── DATASET EXTRACT
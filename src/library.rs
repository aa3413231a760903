//! All kernel tables of one radionuclide, from both sources, and
//! interpolation between their voxel sizes.

use std::path::{Path, PathBuf};

use ordered_float::OrderedFloat;

use crate::error::{Error, QueryError, Result};
use crate::kernel::{reference, simulation, Physics, Source, Tissue, VoxelKernelTable};
use crate::nuclide::RadionuclideId;
use crate::types::{Index3, Length, SValuef64, DEFAULT_MAXIMUM_DISTANCE_IN_VOXELS};
use crate::utils::{interp, rounded};
use units::mm_;

/// Directories holding the kernel files of each source. A source without a
/// directory is simply unavailable.
#[derive(Clone, Debug, Default)]
pub struct DatasetPaths {
    pub reference : Option<PathBuf>,
    pub simulation: Option<PathBuf>,
}

/// A kernel file which matched the radionuclide but could not be loaded
#[derive(Debug)]
pub struct LoadFailure {
    pub path: PathBuf,
    pub error: Error,
}

#[derive(Debug)]
pub struct KernelLibrary {
    nuclide: RadionuclideId,
    reference : Vec<VoxelKernelTable>,
    simulation: Vec<VoxelKernelTable>,
    maximum_distance_in_voxels: usize,
    failures: Vec<LoadFailure>,
}

impl KernelLibrary {

    /// Load every file in `paths` whose name starts with `nuclide`.
    ///
    /// A directory which is given but cannot be listed is an error. Files
    /// which fail to parse are skipped and recorded in `failures`.
    pub fn load(nuclide: &RadionuclideId, paths: &DatasetPaths) -> Result<Self> {
        let mut failures = vec![];
        let mut load_source = |dir: &Option<PathBuf>, read: fn(&Path) -> Result<VoxelKernelTable>| -> Result<_> {
            let Some(dir) = dir else { return Ok(vec![]) };
            let mut tables = vec![];
            for path in matching_files(dir, nuclide)? {
                match read(&path) {
                    Ok(table) => tables.push(table),
                    Err(error) => {
                        log::warn!("skipping {}: {error}", path.display());
                        failures.push(LoadFailure { path, error });
                    }
                }
            }
            Ok(tables)
        };
        let reference  = load_source(&paths.reference , reference ::read)?;
        let simulation = load_source(&paths.simulation, simulation::read)?;
        let library = Self::from_tables(nuclide.clone(), reference, simulation, failures);
        log::info!("{}: {} reference and {} simulation tables, {} failures, common range {} voxels",
                   library.nuclide, library.reference.len(), library.simulation.len(),
                   library.failures.len(), library.maximum_distance_in_voxels);
        Ok(library)
    }

    /// Assemble a library from already-parsed tables
    pub fn from_tables(
        nuclide: RadionuclideId,
        mut reference : Vec<VoxelKernelTable>,
        mut simulation: Vec<VoxelKernelTable>,
        failures: Vec<LoadFailure>,
    ) -> Self {
        // Stable, so tables of equal size keep their file order
        let by_size = |t: &VoxelKernelTable| OrderedFloat(mm_(t.voxel_size));
        reference .sort_by_key(by_size);
        simulation.sort_by_key(by_size);
        for (source, tables) in [(Source::Reference, &reference), (Source::Simulation, &simulation)] {
            for (size, tissue, physics) in duplicates(tables) {
                log::warn!("ambiguous {source} tables: several for {tissue} {physics:?} at {size} mm");
            }
        }

        let maximum_distance_in_voxels = reference.iter().chain(simulation.iter())
            .flat_map(VoxelKernelTable::extent)
            .fold(DEFAULT_MAXIMUM_DISTANCE_IN_VOXELS, usize::min);

        Self { nuclide, reference, simulation, maximum_distance_in_voxels, failures }
    }

    pub fn nuclide(&self) -> &RadionuclideId { &self.nuclide }

    /// Tables of `source`, in ascending order of voxel size
    pub fn tables(&self, source: Source) -> &[VoxelKernelTable] {
        match source {
            Source::Reference  => &self.reference,
            Source::Simulation => &self.simulation,
        }
    }

    pub fn is_available(&self, source: Source) -> bool { !self.tables(source).is_empty() }

    /// Smallest per-axis extent of any loaded table: offsets below this are
    /// defined in every table.
    pub fn maximum_distance_in_voxels(&self) -> usize { self.maximum_distance_in_voxels }

    pub fn failures(&self) -> &[LoadFailure] { &self.failures }

    /// Tables of `source` describing `tissue` (and `physics`, for simulated
    /// kernels), in ascending order of voxel size
    pub fn matching(&self, source: Source, tissue: Tissue, physics: Physics)
                    -> std::result::Result<Vec<&VoxelKernelTable>, QueryError> {
        if !self.is_available(source) {
            return Err(QueryError::SourceUnavailable(source))
        }
        let physics = physics_filter(source, physics);
        let tables: Vec<_> = self.tables(source).iter()
            .filter(|t| t.matches(tissue, physics))
            .collect();
        if tables.is_empty() {
            return Err(QueryError::NoMatchingTables { dataset: source, tissue, physics })
        }
        Ok(tables)
    }

    /// Voxel sizes available for `tissue` and `physics` in `source`, mm
    pub fn voxel_sizes(&self, source: Source, tissue: Tissue, physics: Physics) -> Vec<f64> {
        self.matching(source, tissue, physics)
            .map(|tables| tables.iter().map(|t| t.voxel_size_mm()).collect())
            .unwrap_or_default()
    }

    /// S-value at `offset` for a voxel of `voxel_size`, interpolated linearly
    /// between the tabulated voxel sizes and clamped at both ends.
    ///
    /// `physics` only selects among simulated kernels; it is ignored for the
    /// reference source.
    pub fn interpolate(
        &self,
        source: Source,
        tissue: Tissue,
        physics: Physics,
        voxel_size: Length,
        offset: Index3,
    ) -> std::result::Result<SValuef64, QueryError> {
        self.try_interpolate(source, tissue, physics, voxel_size, offset).map_err(warn)
    }

    /// Standard uncertainty of the simulated S-value at `offset`.
    ///
    /// Uncertainties are not interpolated: a simulated table whose voxel size
    /// agrees with `voxel_size` to three decimal places (in mm) must exist.
    pub fn interpolate_uncertainty(
        &self,
        tissue: Tissue,
        physics: Physics,
        voxel_size: Length,
        offset: Index3,
    ) -> std::result::Result<SValuef64, QueryError> {
        self.try_uncertainty(tissue, physics, voxel_size, offset).map_err(warn)
    }

    fn try_interpolate(
        &self,
        source: Source,
        tissue: Tissue,
        physics: Physics,
        voxel_size: Length,
        offset: Index3,
    ) -> std::result::Result<SValuef64, QueryError> {
        let size = finite_mm(voxel_size)?;
        self.check_offset(offset)?;
        let tables = self.matching(source, tissue, physics)?;
        let mut sizes   = Vec::with_capacity(tables.len());
        let mut svalues = Vec::with_capacity(tables.len());
        for table in tables {
            sizes  .push(table.voxel_size_mm());
            svalues.push(table.svalue(offset).ok_or(self.out_of_range(offset))?);
        }
        interp(size, &sizes, &svalues)
            .ok_or(QueryError::NoMatchingTables { dataset: source, tissue, physics: physics_filter(source, physics) })
    }

    fn try_uncertainty(
        &self,
        tissue: Tissue,
        physics: Physics,
        voxel_size: Length,
        offset: Index3,
    ) -> std::result::Result<SValuef64, QueryError> {
        let size = finite_mm(voxel_size)?;
        self.check_offset(offset)?;
        let wanted = rounded(size, 3);
        let table = self.matching(Source::Simulation, tissue, physics)?
            .into_iter()
            .find(|t| rounded(t.voxel_size_mm(), 3) == wanted)
            .ok_or(QueryError::NoExactVoxelSize { tissue, physics, voxel_size_mm: size })?;
        table.uncertainty(offset).ok_or(self.out_of_range(offset))
    }

    fn check_offset(&self, offset: Index3) -> std::result::Result<(), QueryError> {
        if offset.iter().any(|&i| i >= self.maximum_distance_in_voxels) {
            return Err(self.out_of_range(offset))
        }
        Ok(())
    }

    fn out_of_range(&self, offset: Index3) -> QueryError {
        QueryError::OffsetOutOfRange { offset, limit: self.maximum_distance_in_voxels }
    }
}

fn physics_filter(source: Source, physics: Physics) -> Option<Physics> {
    match source {
        Source::Reference  => None,
        Source::Simulation => Some(physics),
    }
}

fn finite_mm(voxel_size: Length) -> std::result::Result<f64, QueryError> {
    let size = mm_(voxel_size);
    if size.is_finite() { Ok(size) } else { Err(QueryError::InvalidVoxelSize(size)) }
}

fn warn(e: QueryError) -> QueryError {
    log::warn!("{e}");
    e
}

/// `(size in mm, tissue, physics)` shared by more than one of `tables`
fn duplicates(tables: &[VoxelKernelTable]) -> Vec<(f64, Tissue, Option<Physics>)> {
    use itertools::Itertools;
    let key = |t: &VoxelKernelTable| (rounded(t.voxel_size_mm(), 6), t.tissue, t.physics);
    tables.iter().map(key).duplicates()
        .map(|(OrderedFloat(size), tissue, physics)| (size, tissue, physics))
        .collect()
}

/// Regular files (or links to them) in `dir` whose names start with
/// `nuclide`, in name order
fn matching_files(dir: &Path, nuclide: &RadionuclideId) -> Result<Vec<PathBuf>> {
    let entries = std::fs::read_dir(dir).map_err(|_| Error::MissingPath(dir.into()))?;
    let mut files = vec![];
    for entry in entries {
        let entry = entry?;
        let name = entry.file_name();
        // `Path::is_file` follows symlinks, `DirEntry::file_type` does not
        let path = entry.path();
        if nuclide.is_prefix_of(&name.to_string_lossy()) && path.is_file() {
            files.push(path);
        }
    }
    files.sort();
    Ok(files)
}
────
§ **TASK INSTRUCTIONS**: Whenever a line of the listing above holds the word "kernels", copy that line.

§ **SOLUTION BELOW**:
    /// kernels), in ascending order of voxel size
    /// `physics` only selects among simulated kernels; it is ignored for the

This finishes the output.